"The choices we make change
the story of our life." ©

Tuesday, March 07, 2006

 

From the White House to Prison

DAY TWO — W. Terry Whalin, Writer/ Editor

God Allows U-Turns Guest Blogger

It’s one of the most startling U-Turns in the political arena. I’m talking about Chuck Colson who went to prison for his work in the Nixon White House. The story of his dramatic changed life has been captured in best-selling books like Born Again. From Chuck’s prison experience, he started a world-wide ministry known as Prison Fellowship.

In the early nineties, it was my privilege to write a children’s biography Chuck Colson which was part of the Today’s Heroes series (targeted to 8 to 12 year old readers). My book shows a completely different side of Chuck’s personality that I’ve not seen in any other book. Colson is a serious practical joker and some of this humor is weaved into this biography about his life. If you get a chance, I hope you will read it.
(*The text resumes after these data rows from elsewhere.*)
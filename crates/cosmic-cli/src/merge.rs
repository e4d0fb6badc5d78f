//! Layered build options: defaults, then the config file, then CLI flags

use std::path::Path;

use cosmic_bundler::{BuildOptions, EntryPoints, Sourcemap, Target};
use serde_json::Value;

use crate::cli::Cli;
use crate::error::{CliError, Result};

/// Merge the parsed config file and the CLI flags into final build options.
///
/// CLI flags win. Boolean flags only ever switch an option on; an absent
/// flag leaves the config value untouched. `define` and `loader` merge per
/// key, list flags replace the config list. When neither `outdir` nor
/// `outfile` ends up set, `outdir` defaults to `cwd`.
pub fn merge_options(config: Option<&Value>, cli: &Cli, cwd: &Path) -> Result<BuildOptions> {
    let mut options = match config {
        Some(value) => {
            serde_json::from_value(value.clone()).map_err(CliError::InvalidOptions)?
        }
        None => BuildOptions::default(),
    };

    if !cli.entrypoints.is_empty() {
        options.entry_points = Some(EntryPoints::from_paths(&cli.entrypoints));
    }

    // Basic options
    if cli.bundle {
        options.bundle = Some(true);
    }
    if !cli.define.is_empty() {
        options
            .define
            .get_or_insert_default()
            .extend(cli.define.iter().cloned());
    }
    if !cli.external.is_empty() {
        options.external = Some(cli.external.clone());
    }
    if let Some(format) = cli.format {
        options.format = Some(format);
    }
    if !cli.loader.is_empty() {
        let loader = options.loader.get_or_insert_default();
        for (ext, name) in &cli.loader {
            let ext = if ext.starts_with('.') {
                ext.clone()
            } else {
                format!(".{ext}")
            };
            loader.insert(ext, name.clone());
        }
    }
    if cli.minify {
        options.minify = Some(true);
    }
    if let Some(outdir) = &cli.outdir {
        options.outdir = Some(outdir.clone());
        options.outfile = None;
    }
    if let Some(outfile) = &cli.outfile {
        options.outfile = Some(outfile.clone());
        options.outdir = None;
    }
    if let Some(packages) = cli.packages {
        options.packages = Some(packages);
    }
    if cli.sourcemap {
        options.sourcemap = Some(Sourcemap::Enabled(true));
    }
    if cli.splitting {
        options.splitting = Some(true);
    }
    if !cli.target.is_empty() {
        options.target = Some(Target(cli.target.clone()));
    }

    // Advanced options
    if cli.allow_overwrite {
        options.allow_overwrite = Some(true);
    }

    if options.outdir.is_none() && options.outfile.is_none() {
        options.outdir = Some(cwd.to_path_buf());
    }

    Ok(options)
}
//! [`TestProject`] builder for cosmic-esbuild test scenarios.

use std::fs;
use std::path::Path;
use tempfile::TempDir;

/// A temporary project directory with helpers for writing config files and
/// asserting on build output.
///
/// # Example
///
/// ```rust,no_run
/// use cosmic_test_utils::TestProject;
///
/// let project = TestProject::new();
/// project
///     .write("esbuild.config.json", r#"{"entryPoints": ["src/index.ts"]}"#)
///     .write("src/index.ts", "export {};");
/// project.assert_file_exists("src/index.ts");
/// ```
pub struct TestProject {
    temp_dir: TempDir,
}

impl Default for TestProject {
    fn default() -> Self {
        Self::new()
    }
}

impl TestProject {
    /// Create an empty temporary project.
    pub fn new() -> Self {
        Self {
            temp_dir: TempDir::new().unwrap(),
        }
    }

    /// Return the project root.
    pub fn root(&self) -> &Path {
        self.temp_dir.path()
    }

    /// Write `content` to `path` (relative to the root), creating parent
    /// directories as needed.
    pub fn write(&self, path: &str, content: &str) -> &Self {
        let full_path = self.root().join(path);
        if let Some(parent) = full_path.parent() {
            fs::create_dir_all(parent).unwrap();
        }
        fs::write(&full_path, content)
            .unwrap_or_else(|e| panic!("Could not write {}: {e}", full_path.display()));
        self
    }

    /// Write a `package.json` with the given `esbuild` property.
    pub fn package_json_with_esbuild(&self, esbuild: &str) -> &Self {
        self.write(
            "package.json",
            &format!("{{\n  \"name\": \"fixture\",\n  \"esbuild\": {esbuild}\n}}\n"),
        )
    }

    /// Create an output directory containing a stale file, for clean tests.
    pub fn with_stale_output(&self, outdir: &str) -> &Self {
        self.write(&format!("{outdir}/stale.js"), "// left over from a previous build")
    }

    /// Assert that `path` (relative to the root) exists.
    ///
    /// # Panics
    /// Panics with a descriptive message if the path does not exist.
    pub fn assert_file_exists(&self, path: &str) {
        let full_path = self.root().join(path);
        assert!(
            full_path.exists(),
            "Expected file to exist: {}",
            full_path.display()
        );
    }

    /// Assert that `path` (relative to the root) does **not** exist.
    pub fn assert_file_not_exists(&self, path: &str) {
        let full_path = self.root().join(path);
        assert!(
            !full_path.exists(),
            "Expected file NOT to exist: {}",
            full_path.display()
        );
    }
}
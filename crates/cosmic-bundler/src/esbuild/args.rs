//! Translation of [`BuildOptions`] into esbuild command-line arguments

use heck::ToKebabCase;
use serde_json::Value;

use crate::options::{BuildOptions, EntryPoint, EntryPoints, Sourcemap};

/// Build the esbuild argument list for `options`.
///
/// Entry points come first, followed by flags in a stable order. Options in
/// `extra` are passed as `--kebab-case=value`; list and map options use the
/// repeated, comma-joined or `key=value` form esbuild expects. Options the
/// CLI cannot express are skipped with a warning.
pub fn to_args(options: &BuildOptions) -> Vec<String> {
    let mut args = Vec::new();

    match &options.entry_points {
        Some(EntryPoints::List(list)) => {
            for entry in list {
                match entry {
                    EntryPoint::Path(path) => args.push(path.clone()),
                    EntryPoint::InOut { input, output } => args.push(format!("{output}={input}")),
                }
            }
        }
        Some(EntryPoints::Map(map)) => {
            args.extend(map.iter().map(|(output, input)| format!("{output}={input}")));
        }
        None => {}
    }

    flag(&mut args, "--bundle", options.bundle);
    if let Some(define) = &options.define {
        args.extend(define.iter().map(|(k, v)| format!("--define:{k}={v}")));
    }
    if let Some(external) = &options.external {
        args.extend(external.iter().map(|m| format!("--external:{m}")));
    }
    if let Some(format) = options.format {
        args.push(format!("--format={format}"));
    }
    if let Some(loader) = &options.loader {
        args.extend(loader.iter().map(|(ext, name)| {
            let ext = if ext.starts_with('.') {
                ext.clone()
            } else {
                format!(".{ext}")
            };
            format!("--loader:{ext}={name}")
        }));
    }
    flag(&mut args, "--minify", options.minify);
    if let Some(outdir) = &options.outdir {
        args.push(format!("--outdir={}", outdir.display()));
    }
    if let Some(outfile) = &options.outfile {
        args.push(format!("--outfile={}", outfile.display()));
    }
    if let Some(outbase) = &options.outbase {
        args.push(format!("--outbase={}", outbase.display()));
    }
    if let Some(packages) = options.packages {
        args.push(format!("--packages={packages}"));
    }
    if let Some(platform) = options.platform {
        args.push(format!("--platform={platform}"));
    }
    match options.sourcemap {
        Some(Sourcemap::Enabled(true)) => args.push("--sourcemap".into()),
        Some(Sourcemap::Kind(kind)) => args.push(format!("--sourcemap={kind}")),
        Some(Sourcemap::Enabled(false)) | None => {}
    }
    flag(&mut args, "--splitting", options.splitting);
    if let Some(target) = &options.target {
        if !target.0.is_empty() {
            args.push(format!("--target={}", target.0.join(",")));
        }
    }
    flag(&mut args, "--allow-overwrite", options.allow_overwrite);
    if let Some(level) = &options.log_level {
        args.push(format!("--log-level={level}"));
    }

    for (key, value) in &options.extra {
        push_extra(&mut args, key, value);
    }

    args
}

fn flag(args: &mut Vec<String>, name: &str, value: Option<bool>) {
    if value == Some(true) {
        args.push(name.to_string());
    }
}

/// Options that only exist in esbuild's JavaScript API.
const API_ONLY: [&str; 6] = [
    "absWorkingDir",
    "mangleCache",
    "nodePaths",
    "plugins",
    "stdin",
    "write",
];

/// How a list or map option is spelled on the esbuild command line.
#[derive(Debug, Clone, Copy, PartialEq, Eq)]
enum Form {
    /// `--inject:a --inject:b`
    Repeated,
    /// `--main-fields=a,b`
    Joined,
    /// `--banner:js=...`
    Keyed,
}

fn form_of(key: &str) -> Option<Form> {
    match key {
        "drop" | "inject" | "pure" => Some(Form::Repeated),
        "conditions" | "dropLabels" | "mainFields" | "resolveExtensions" => Some(Form::Joined),
        "alias" | "banner" | "footer" | "logOverride" | "outExtension" | "supported" => {
            Some(Form::Keyed)
        }
        _ => None,
    }
}

/// Translate one option without a typed field.
fn push_extra(args: &mut Vec<String>, key: &str, value: &Value) {
    if API_ONLY.contains(&key) {
        tracing::warn!("Option \"{key}\" is not supported by the esbuild CLI and was ignored");
        return;
    }

    let name = key.to_kebab_case();
    match (key, value) {
        (_, Value::Null) => {}
        // CLI form takes an output path
        ("metafile", Value::Bool(true)) => {
            tracing::warn!(
                "Option \"metafile\" needs a file path on the esbuild CLI, e.g. \"meta.json\"; ignored"
            );
        }
        ("metafile", Value::Bool(false)) => {}
        ("tsconfigRaw", Value::Object(_)) => args.push(format!("--{name}={value}")),
        (_, Value::Bool(true)) => args.push(format!("--{name}")),
        (_, Value::Bool(false)) => args.push(format!("--{name}=false")),
        (_, Value::String(s)) => args.push(format!("--{name}={s}")),
        (_, Value::Number(n)) => args.push(format!("--{name}={n}")),
        (_, Value::Array(items)) => {
            let Some(items) = items.iter().map(scalar).collect::<Option<Vec<_>>>() else {
                unsupported(key);
                return;
            };
            match form_of(key) {
                Some(Form::Repeated) => {
                    args.extend(items.iter().map(|item| format!("--{name}:{item}")));
                }
                Some(Form::Joined) => args.push(format!("--{name}={}", items.join(","))),
                _ => unsupported(key),
            }
        }
        (_, Value::Object(map)) => {
            if form_of(key) != Some(Form::Keyed) {
                unsupported(key);
                return;
            }
            let Some(pairs) = map
                .iter()
                .map(|(k, v)| scalar(v).map(|v| format!("--{name}:{k}={v}")))
                .collect::<Option<Vec<_>>>()
            else {
                unsupported(key);
                return;
            };
            args.extend(pairs);
        }
    }
}

fn scalar(value: &Value) -> Option<String> {
    match value {
        Value::String(s) => Some(s.clone()),
        Value::Bool(b) => Some(b.to_string()),
        Value::Number(n) => Some(n.to_string()),
        _ => None,
    }
}

fn unsupported(key: &str) {
    tracing::warn!("Option \"{key}\" has no esbuild CLI form and was ignored");
}
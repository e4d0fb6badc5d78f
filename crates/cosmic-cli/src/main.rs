//! cosmic-esbuild binary

use clap::Parser;
use colored::Colorize;
use cosmic_bundler::EsbuildCli;
use cosmic_cli::{Cli, CosmicEsbuild, Result, logging};

#[tokio::main(flavor = "current_thread")]
async fn main() {
    let cli = Cli::parse();

    if let Err(e) = logging::init(cli.debug) {
        eprintln!("{}: {}", "error".red().bold(), e);
    }

    if let Err(e) = run(cli).await {
        tracing::error!("{e}");
        std::process::exit(1);
    }
}

async fn run(cli: Cli) -> Result<()> {
    let cwd = dunce::canonicalize(std::env::current_dir()?)?;
    let bundler = EsbuildCli::discover(&cwd);
    tracing::debug!(binary = ?bundler.binary(), "Using esbuild");

    CosmicEsbuild::new(cli, cwd, bundler).run().await
}
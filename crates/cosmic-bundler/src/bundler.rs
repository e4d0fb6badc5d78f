//! The bundler seam
//!
//! The front-end only ever talks to a bundler through these traits, so the
//! esbuild process driver can be swapped for a test double.

use std::sync::Arc;

use async_trait::async_trait;

use crate::{BuildOptions, Result};

/// Result of a successful one-shot build.
#[derive(Debug, Clone, Copy, PartialEq, Eq, Default)]
pub struct BuildOutcome {
    /// Exit code reported by the bundler process, if any
    pub exit_code: Option<i32>,
}

/// Options for [`WatchHandle::watch`].
#[derive(Debug, Clone, Copy, PartialEq, Eq, Default)]
pub struct WatchOptions {
    /// Keep watching even after standard input closes
    pub forever: bool,
}

/// Lifecycle callbacks invoked by the bundler's scheduler in watch mode.
#[async_trait]
pub trait WatchHooks: Send + Sync {
    /// A build (initial or incremental) is about to start.
    async fn on_start(&self);

    /// A build finished, successfully or not.
    async fn on_end(&self);
}

/// Incremental build context returned by [`Bundler::context`].
#[async_trait]
pub trait WatchHandle: Send {
    /// Watch the file system and rebuild on change until the process ends.
    async fn watch(&mut self, options: WatchOptions) -> Result<()>;
}

/// A bundler exposing one-shot and incremental builds.
#[async_trait]
pub trait Bundler: Send + Sync {
    async fn build(&self, options: &BuildOptions) -> Result<BuildOutcome>;

    async fn context(
        &self,
        options: &BuildOptions,
        hooks: Arc<dyn WatchHooks>,
    ) -> Result<Box<dyn WatchHandle>>;
}
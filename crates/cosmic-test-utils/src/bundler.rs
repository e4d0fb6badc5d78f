//! [`RecordingBundler`], a [`Bundler`] double that records every call.

use std::sync::{Arc, Mutex};

use async_trait::async_trait;
use cosmic_bundler::{
    BuildOptions, BuildOutcome, Bundler, Error, Result, WatchHandle, WatchHooks, WatchOptions,
};

#[derive(Default)]
struct Calls {
    builds: Vec<BuildOptions>,
    contexts: Vec<BuildOptions>,
    watches: Vec<WatchOptions>,
}

/// Records build and watch requests instead of running esbuild.
///
/// Clones share their recorded calls, so a test can hand one clone to the
/// code under test and inspect the other afterwards.
///
/// In watch mode the fake context fires one initial start/end pair plus
/// `rebuilds` more, then returns.
#[derive(Clone, Default)]
pub struct RecordingBundler {
    calls: Arc<Mutex<Calls>>,
    fail_with: Option<i32>,
    rebuilds: usize,
}

impl RecordingBundler {
    pub fn new() -> Self {
        Self::default()
    }

    /// Make every build fail with `code`.
    pub fn failing(code: i32) -> Self {
        Self {
            fail_with: Some(code),
            ..Self::default()
        }
    }

    /// Simulate `count` incremental rebuilds after the initial watch build.
    pub fn with_rebuilds(mut self, count: usize) -> Self {
        self.rebuilds = count;
        self
    }

    /// Options passed to each `build` call, in order.
    pub fn builds(&self) -> Vec<BuildOptions> {
        self.calls.lock().unwrap().builds.clone()
    }

    /// Options passed to each `context` call, in order.
    pub fn contexts(&self) -> Vec<BuildOptions> {
        self.calls.lock().unwrap().contexts.clone()
    }

    /// Options passed to each `watch` call, in order.
    pub fn watches(&self) -> Vec<WatchOptions> {
        self.calls.lock().unwrap().watches.clone()
    }
}

#[async_trait]
impl Bundler for RecordingBundler {
    async fn build(&self, options: &BuildOptions) -> Result<BuildOutcome> {
        self.calls.lock().unwrap().builds.push(options.clone());
        match self.fail_with {
            Some(code) => Err(Error::BuildFailed { code: Some(code) }),
            None => Ok(BuildOutcome { exit_code: Some(0) }),
        }
    }

    async fn context(
        &self,
        options: &BuildOptions,
        hooks: Arc<dyn WatchHooks>,
    ) -> Result<Box<dyn WatchHandle>> {
        self.calls.lock().unwrap().contexts.push(options.clone());
        Ok(Box::new(FakeWatch {
            calls: Arc::clone(&self.calls),
            hooks,
            rebuilds: self.rebuilds,
        }))
    }
}

struct FakeWatch {
    calls: Arc<Mutex<Calls>>,
    hooks: Arc<dyn WatchHooks>,
    rebuilds: usize,
}

#[async_trait]
impl WatchHandle for FakeWatch {
    async fn watch(&mut self, options: WatchOptions) -> Result<()> {
        self.calls.lock().unwrap().watches.push(options);
        for _ in 0..=self.rebuilds {
            self.hooks.on_start().await;
            self.hooks.on_end().await;
        }
        Ok(())
    }
}
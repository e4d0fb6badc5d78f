//! Extension-keyed loader registry

use std::collections::BTreeMap;
use std::fmt;
use std::path::Path;
use std::sync::Arc;

use serde_json::Value;

use crate::loaders::{
    ModuleLoader, cson_loader, json5_loader, jsonc_loader, toml_loader, yaml_loader,
};
use crate::{Error, Result};

/// Registry key for files without an extension (e.g. `.esbuildrc`)
pub const NO_EXT: &str = "noExt";

/// Converts raw file content into a structured config value.
pub trait Loader: Send + Sync {
    fn load(&self, path: &Path, content: &str) -> Result<Value>;
}

impl<F> Loader for F
where
    F: Fn(&Path, &str) -> Result<Value> + Send + Sync,
{
    fn load(&self, path: &Path, content: &str) -> Result<Value> {
        self(path, content)
    }
}

impl Loader for ModuleLoader {
    fn load(&self, path: &Path, content: &str) -> Result<Value> {
        ModuleLoader::load(self, path, content)
    }
}

/// Map from file extension (with leading dot) to loader.
#[derive(Clone)]
pub struct LoaderRegistry {
    loaders: BTreeMap<String, Arc<dyn Loader>>,
}

impl fmt::Debug for LoaderRegistry {
    fn fmt(&self, f: &mut fmt::Formatter<'_>) -> fmt::Result {
        f.debug_struct("LoaderRegistry")
            .field("extensions", &self.loaders.keys().collect::<Vec<_>>())
            .finish()
    }
}

impl Default for LoaderRegistry {
    fn default() -> Self {
        let module: Arc<dyn Loader> = Arc::new(ModuleLoader::default());

        let mut registry = Self::empty();
        registry
            .register(".json", jsonc_loader)
            .register(".jsonc", jsonc_loader)
            .register(".json5", json5_loader)
            .register(".yaml", yaml_loader)
            .register(".yml", yaml_loader)
            .register(NO_EXT, yaml_loader)
            .register(".toml", toml_loader)
            .register(".cson", cson_loader);
        for ext in [".js", ".cjs", ".mjs", ".ts", ".cts", ".mts"] {
            registry.loaders.insert(ext.to_string(), Arc::clone(&module));
        }
        registry
    }
}

impl LoaderRegistry {
    /// A registry with no loaders at all.
    pub fn empty() -> Self {
        Self {
            loaders: BTreeMap::new(),
        }
    }

    /// Register `loader` for `extension`, replacing any previous loader.
    pub fn register(&mut self, extension: &str, loader: impl Loader + 'static) -> &mut Self {
        self.loaders
            .insert(normalize_extension(extension), Arc::new(loader));
        self
    }

    /// Registered extensions in sorted order.
    pub fn extensions(&self) -> impl Iterator<Item = &str> {
        self.loaders.keys().map(String::as_str)
    }

    pub fn get(&self, extension: &str) -> Option<&Arc<dyn Loader>> {
        self.loaders.get(&normalize_extension(extension))
    }

    /// Registry key for the file at `path`.
    pub fn key_for(path: &Path) -> String {
        path.extension()
            .map(|e| format!(".{}", e.to_string_lossy().to_lowercase()))
            .unwrap_or_else(|| NO_EXT.to_string())
    }

    /// Parse `content` with the loader registered for `path`'s extension.
    pub fn load(&self, path: &Path, content: &str) -> Result<Value> {
        let key = Self::key_for(path);
        let loader = self
            .get(&key)
            .ok_or_else(|| Error::NoLoader { extension: key.clone() })?;
        loader.load(path, content)
    }
}

fn normalize_extension(extension: &str) -> String {
    if extension == NO_EXT || extension.starts_with('.') {
        extension.to_string()
    } else {
        format!(".{extension}")
    }
}
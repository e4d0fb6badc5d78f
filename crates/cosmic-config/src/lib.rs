//! Configuration discovery for cosmic-esbuild
//!
//! Locates an esbuild configuration file across the known search places,
//! parses it with the loader registered for its extension, and flags
//! config locations that are deprecated.

pub mod deprecation;
pub mod error;
pub mod explorer;
pub mod loaders;
pub mod registry;

pub use deprecation::Deprecation;
pub use error::{Error, Result};
pub use explorer::{ConfigResult, Explorer, MODULE_NAME};
pub use loaders::{ModuleLoader, cson_loader, json5_loader, jsonc_loader, toml_loader, yaml_loader};
pub use registry::{Loader, LoaderRegistry, NO_EXT};
//! Bundler integration for cosmic-esbuild
//!
//! This crate models the esbuild build options and drives the bundler:
//!
//! - [`BuildOptions`] and its typed option values
//! - the [`Bundler`] / [`WatchHandle`] / [`WatchHooks`] traits the CLI is written against
//! - [`EsbuildCli`], which runs the esbuild executable as a child process
//!
//! The bundler itself stays a black box: this crate never compiles,
//! resolves or emits anything on its own.

pub mod bundler;
pub mod error;
pub mod esbuild;
pub mod options;

pub use bundler::{BuildOutcome, Bundler, WatchHandle, WatchHooks, WatchOptions};
pub use error::{Error, Result};
pub use esbuild::{EsbuildCli, WatchEvent};
pub use options::{
    BuildOptions, EntryPoint, EntryPoints, Format, Packages, Platform, Sourcemap, SourcemapKind,
    Target,
};
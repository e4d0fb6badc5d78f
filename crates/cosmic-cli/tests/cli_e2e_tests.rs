//! End-to-end tests for the cosmic-esbuild binary

use assert_cmd::Command;
use cosmic_test_utils::TestProject;
use predicates::prelude::*;

fn cosmic(project: &TestProject) -> Command {
    let mut cmd = Command::cargo_bin("cosmic-esbuild").unwrap();
    cmd.current_dir(project.root())
        .env_remove("RUST_LOG")
        .env_remove("ESBUILD_BINARY_PATH");
    cmd
}

#[test]
fn help_lists_option_groups() {
    let project = TestProject::new();
    cosmic(&project)
        .arg("--help")
        .assert()
        .success()
        .stdout(predicate::str::contains("Cosmic Options"))
        .stdout(predicate::str::contains("esbuild Basic Options"))
        .stdout(predicate::str::contains("esbuild Advanced Options"))
        .stdout(predicate::str::contains("[ENTRYPOINTS]..."));
}

#[test]
fn version_flag() {
    let project = TestProject::new();
    cosmic(&project)
        .arg("--version")
        .assert()
        .success()
        .stdout(predicate::str::contains(env!("CARGO_PKG_VERSION")));
}

#[test]
fn no_config_and_no_entrypoints_fails() {
    let project = TestProject::new();
    cosmic(&project)
        .assert()
        .code(1)
        .stderr(predicate::str::contains("No configuration file found."))
        .stderr(predicate::str::contains("No entrypoints have been defined."));
}

#[test]
fn broken_config_fails() {
    let project = TestProject::new();
    project.write("esbuild.config.toml", "entryPoints = [");

    cosmic(&project)
        .arg("src/index.ts")
        .assert()
        .code(1)
        .stderr(predicate::str::contains("Error loading configuration:"));
}

#[test]
fn malformed_define_is_a_usage_error() {
    let project = TestProject::new();
    cosmic(&project)
        .args(["--define", "NOEQUALS", "src/index.ts"])
        .assert()
        .code(2)
        .stderr(predicate::str::contains("--define"));
}

#[test]
fn missing_esbuild_binary_fails() {
    let project = TestProject::new();
    cosmic(&project)
        .env("ESBUILD_BINARY_PATH", project.root().join("no-such-esbuild"))
        .arg("src/index.ts")
        .assert()
        .code(1)
        .stderr(predicate::str::contains("Failed to start"));
}

#[cfg(unix)]
mod with_fake_esbuild {
    use super::*;
    use std::fs;
    use std::os::unix::fs::PermissionsExt;
    use std::path::PathBuf;

    fn fake_esbuild(project: &TestProject, exit_code: i32) -> PathBuf {
        let path = project.root().join("fake-esbuild");
        fs::write(
            &path,
            format!("#!/bin/sh\nprintf '%s\\n' \"$@\" > args.txt\nexit {exit_code}\n"),
        )
        .unwrap();
        fs::set_permissions(&path, fs::Permissions::from_mode(0o755)).unwrap();
        path
    }

    #[test]
    fn successful_build() {
        let project = TestProject::new();
        project.write(
            "esbuild.config.json",
            r#"{"entryPoints": ["src/index.ts"], "outdir": "dist"}"#,
        );
        let esbuild = fake_esbuild(&project, 0);

        cosmic(&project)
            .env("ESBUILD_BINARY_PATH", &esbuild)
            .arg("--minify")
            .assert()
            .success()
            .stderr(predicate::str::contains("Found config at"))
            .stderr(predicate::str::contains("esbuild.config.json"))
            .stderr(predicate::str::contains("Build completed in"));

        let args = fs::read_to_string(project.root().join("args.txt")).unwrap();
        assert_eq!(args, "src/index.ts\n--minify\n--outdir=dist\n");
    }

    #[test]
    fn failed_build_exits_quietly() {
        let project = TestProject::new();
        let esbuild = fake_esbuild(&project, 1);

        cosmic(&project)
            .env("ESBUILD_BINARY_PATH", &esbuild)
            .arg("src/index.ts")
            .assert()
            .success()
            .stderr(predicate::str::contains("Build completed").not());
    }

    #[test]
    fn deprecated_config_location_warns() {
        let project = TestProject::new();
        project.write(".esbuildrc.yaml", "entryPoints:\n  - src/index.ts\n");
        let esbuild = fake_esbuild(&project, 0);

        cosmic(&project)
            .env("ESBUILD_BINARY_PATH", &esbuild)
            .assert()
            .success()
            .stderr(predicate::str::contains(
                "Hidden configuration files like .esbuildrc.yaml are deprecated",
            ));
    }

    #[test]
    fn explicit_nested_runcom_does_not_warn() {
        let project = TestProject::new();
        project.write("sub/.esbuildrc.json", r#"{"entryPoints": ["src/index.ts"]}"#);
        let esbuild = fake_esbuild(&project, 0);

        cosmic(&project)
            .env("ESBUILD_BINARY_PATH", &esbuild)
            .args(["-c", "sub/.esbuildrc.json"])
            .assert()
            .success()
            .stderr(predicate::str::contains("Found config at"))
            .stderr(predicate::str::contains("Hidden configuration files").not());
    }

    #[test]
    fn debug_flag_logs_final_options() {
        let project = TestProject::new();
        let esbuild = fake_esbuild(&project, 0);

        cosmic(&project)
            .env("ESBUILD_BINARY_PATH", &esbuild)
            .args(["--debug", "src/index.ts"])
            .assert()
            .success()
            .stderr(predicate::str::contains("esbuild Options"));
    }
}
In today’s entry I want to give a brief story about a Chuck Colson U-Turn. In a couple of months, we will celebrate Good Friday and Easter. For many years, Chuck led a team of people into the prisons for these services. From his perspective, there is no better place on earth to celebrate the empty tombs than the dark tombs of prison. In 1982, for the fourth straight year, Chuck Colson led a small group of about twenty volunteers to the Indiana State Penitentiary in Terre Haute. He didn’t personally know all of the people in the group.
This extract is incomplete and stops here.